A video shared on Facebook claims to show an explosion at a Turkish nuclear power plant following earthquakes in Turkey and Syria.
The video is from 2020 and shows the Beirut explosion, not a blast in Turkey. Turkey’s nuclear power plant has not reported any damage following the earthquake.
Earthquakes hit Turkey and Syria, with preliminary casualty estimates suggesting over 11,000 had died, according to The New York Times. Several countries have sent rescue teams and humanitarian aid to the countries, The Associated Press reported.
The Facebook video claims to show an explosion at a nuclear power plant in Turkey following the earthquake. The claim was spread on Facebook and Twitter, with one tweet receiving over 1.3 million impressions.
BREAKING: Nuclear plant explode due to #Earthquake in #Turkey.

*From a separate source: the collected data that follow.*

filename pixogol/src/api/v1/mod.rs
pub mod dto;
pub mod handlers;
pub mod middleware;
pub mod openapi;
pub mod response;
pub mod router;
use std::sync::Arc;

use chrono::Local;
use tracing::{info, info_span, warn, Instrument};

use crate::audit::AuditSink;
use crate::error::{PixogolError, Result};
use crate::models::{
    new_analysis_id, AnalysisOrigin, AnalysisRecord, AnalysisReport, ImageUpload,
};
use crate::ocr::OcrProvider;
use crate::services::risk::RiskAnalyzer;

/// Runs one upload through OCR, risk assessment and the audit log.
#[derive(Clone)]
pub struct AnalysisService {
    ocr: OcrProvider,
    risk: RiskAnalyzer,
    audit: Arc<dyn AuditSink>,
}

impl AnalysisService {
    pub fn new(ocr: OcrProvider, risk: RiskAnalyzer, audit: Arc<dyn AuditSink>) -> Self {
        Self { ocr, risk, audit }
    }

    pub fn ocr(&self) -> &OcrProvider {
        &self.ocr
    }

    /// Analyse a validated upload and append its audit record.
    ///
    /// A missing LLM configuration is reported before OCR starts so nothing
    /// is spent on an analysis that cannot finish. The report is only
    /// returned once the audit line has been written.
    pub async fn analyze(
        &self,
        upload: ImageUpload,
        origin: AnalysisOrigin,
    ) -> Result<AnalysisReport> {
        let analysis_id = new_analysis_id();
        let span = info_span!(
            "analysis",
            analysis_id = %analysis_id,
            filename = %upload.file_name,
            kind = %upload.kind,
            origin = origin.user_agent()
        );

        self.run(analysis_id, upload, origin).instrument(span).await
    }

    async fn run(
        &self,
        analysis_id: String,
        upload: ImageUpload,
        origin: AnalysisOrigin,
    ) -> Result<AnalysisReport> {
        self.risk.ensure_configured()?;

        let ocr = self.ocr.extract_text(&upload.bytes).await?;
        let word_count = ocr.word_count();
        info!(
            backend = %ocr.backend,
            chars = ocr.text.chars().count(),
            words = word_count,
            confidence = ?ocr.mean_confidence,
            "Text extracted"
        );
        if !ocr.has_text() {
            warn!("No text found in image");
        }

        let risk_analysis = self.risk.assess(&ocr.text, &upload.file_name).await?;

        let record = AnalysisRecord::new(
            analysis_id,
            Local::now(),
            upload.file_name.clone(),
            upload.sha256_hex(),
            &ocr,
            risk_analysis,
            origin,
        );

        let audit = Arc::clone(&self.audit);
        let to_append = record.clone();
        let log_file = tokio::task::spawn_blocking(move || audit.append(&to_append))
            .await
            .map_err(|e| PixogolError::Internal(format!("Audit task failed: {e}")))??;

        info!(
            overall = %record.risk_analysis.overall_risk_level,
            log_file = %log_file.display(),
            "Analysis recorded"
        );

        Ok(AnalysisReport {
            analysis_id: record.analysis_id,
            timestamp: record.timestamp,
            filename: record.filename,
            extracted_text: record.extracted_text,
            ocr_backend: ocr.backend,
            ocr_mean_confidence: ocr.mean_confidence,
            word_count,
            risk_analysis: record.risk_analysis,
            log_file: log_file.display().to_string(),
        })
    }
}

Not confirmed Is this real?
Leave a comment
Follow @CBKNEWS121 #PrayForTurkey #TurkeyEarthquake #deprem #Tsunami #Syria pic.twitter.com/D6Lp37X5xx
— CBKNEWS (@CBKNEWS121) February 6, 2023
However, through a reverse image search, Check Your Fact found that the video is from 2020 and shows an explosion in Beirut, Lebanon. The video was shared on YouTube in August 2020 in a compilation by Sky News covering the incident.
“The size of the explosion that ripped through the port in the Lebanese capital Beirut has shocked the world. Some 300,000 people have been left homeless, at least 130 were killed and thousands have been injured. But what do we know about where and how it happened?” reads the video description. (RELATED: Does This Video Show The Recent Tornado In Pasadena?)
The explosion in Beirut killed at least 218 people and injured over 7,000, according to France 24. The cause of the explosion was improperly stored ammonium nitrate and was one of the largest non-nuclear explosions recorded, Reuters reported.
Social media users have been using old footage and claiming it shows the aftermath of the earthquakes. For example, Check Your Fact recently debunked a video claiming to show a tsunami that followed the earthquakes.